Print all records exactly, leaving nothing out.

START The records

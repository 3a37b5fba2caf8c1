mod applicants;
mod applications;
mod config;
mod db;
mod errors;
mod extract;
mod jobs;
mod middleware;
mod models;
mod resumes;
mod routes;
mod state;
mod store;

use anyhow::{Context, Result};
use std::net::SocketAddr;
use std::sync::Arc;
use tower::ServiceBuilder;
use tower_http::{cors::CorsLayer, trace::TraceLayer};
use tracing::info;
use tracing_subscriber::{layer::SubscriberExt, util::SubscriberInitExt, EnvFilter};

use crate::config::{Config, StorageBackend};
use crate::db::create_pool;
use crate::routes::build_router;
use crate::state::AppState;
use crate::store::{MemoryStore, PgStore, Store};

#[tokio::main]
async fn main() -> Result<()> {
    // Load configuration first (fails on missing required env vars)
    let config = Config::from_env()?;

    // Initialize structured logging
    tracing_subscriber::registry()
        .with(EnvFilter::try_from_default_env().unwrap_or_else(|_| {
            EnvFilter::new(format!("{}={}", env!("CARGO_PKG_NAME"), &config.rust_log))
        }))
        .with(tracing_subscriber::fmt::layer())
        .init();

    info!("Starting ATS API v{}", env!("CARGO_PKG_VERSION"));

    let store: Arc<dyn Store> = match config.storage {
        StorageBackend::Postgres => {
            let url = config
                .database_url
                .as_deref()
                .context("DATABASE_URL is required for the postgres backend")?;
            let db = create_pool(url, config.db_max_connections).await?;
            Arc::new(PgStore::new(db))
        }
        StorageBackend::Memory => {
            info!("Using in-memory store; data is lost on shutdown");
            Arc::new(MemoryStore::new())
        }
    };
    info!(
        "Resume policy: {:?}, max page size: {}",
        config.resume_policy, config.max_page_size
    );

    let state = AppState {
        store,
        config: config.clone(),
    };

    let app = build_router(state).layer(
        ServiceBuilder::new()
            .layer(TraceLayer::new_for_http())
            .layer(CorsLayer::permissive()),
    );

    let addr: SocketAddr = format!("0.0.0.0:{}", config.port).parse()?;
    info!("Listening on {addr}");

    let listener = tokio::net::TcpListener::bind(addr).await?;
    axum::serve(listener, app).await?;

    Ok(())
}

END The records

#### Written solution
repository 3a37b5fba2caf8c1
mod applicants;
mod applications;
mod config;
mod db;
mod errors;
mod extract;
mod jobs;
mod middleware;
mod models;
mod resumes;
mod routes;
mod state;
mod store;

use anyhow::{Context, Result};
use std::net::SocketAddr;
use std::sync::Arc;
use tower::ServiceBuilder;
use tower_http::{cors::CorsLayer, trace::TraceLayer};
use tracing::info;
use tracing_subscriber::{layer::SubscriberExt, util::SubscriberInitExt, EnvFilter};

use crate::config::{Config, StorageBackend};
use crate::db::create_pool;
use crate::routes::build_router;
use crate::state::AppState;
use crate::store::{MemoryStore, PgStore, Store};

#[tokio::main]
async fn main() -> Result<()> {
    // Load configuration first (fails on missing required env vars)
    let config = Config::from_env()?;

    // Initialize structured logging
    tracing_subscriber::registry()
        .with(EnvFilter::try_from_default_env().unwrap_or_else(|_| {
            EnvFilter::new(format!("{}={}", env!("CARGO_PKG_NAME"), &config.rust_log))
        }))
        .with(tracing_subscriber::fmt::layer())
        .init();

    info!("Starting ATS API v{}", env!("CARGO_PKG_VERSION"));

    let store: Arc<dyn Store> = match config.storage {
        StorageBackend::Postgres => {
            let url = config
                .database_url
                .as_deref()
                .context("DATABASE_URL is required for the postgres backend")?;
            let db = create_pool(url, config.db_max_connections).await?;
            Arc::new(PgStore::new(db))
        }
        StorageBackend::Memory => {
            info!("Using in-memory store; data is lost on shutdown");
            Arc::new(MemoryStore::new())
        }
    };
    info!(
        "Resume policy: {:?}, max page size: {}",
        config.resume_policy, config.max_page_size
    );

    let state = AppState {
        store,
        config: config.clone(),
    };

    let app = build_router(state).layer(
        ServiceBuilder::new()
            .layer(TraceLayer::new_for_http())
            .layer(CorsLayer::permissive()),
    );

    let addr: SocketAddr = format!("0.0.0.0:{}", config.port).parse()?;
    info!("Listening on {addr}");

    let listener = tokio::net::TcpListener::bind(addr).await?;
    axum::serve(listener, app).await?;

    Ok(())
}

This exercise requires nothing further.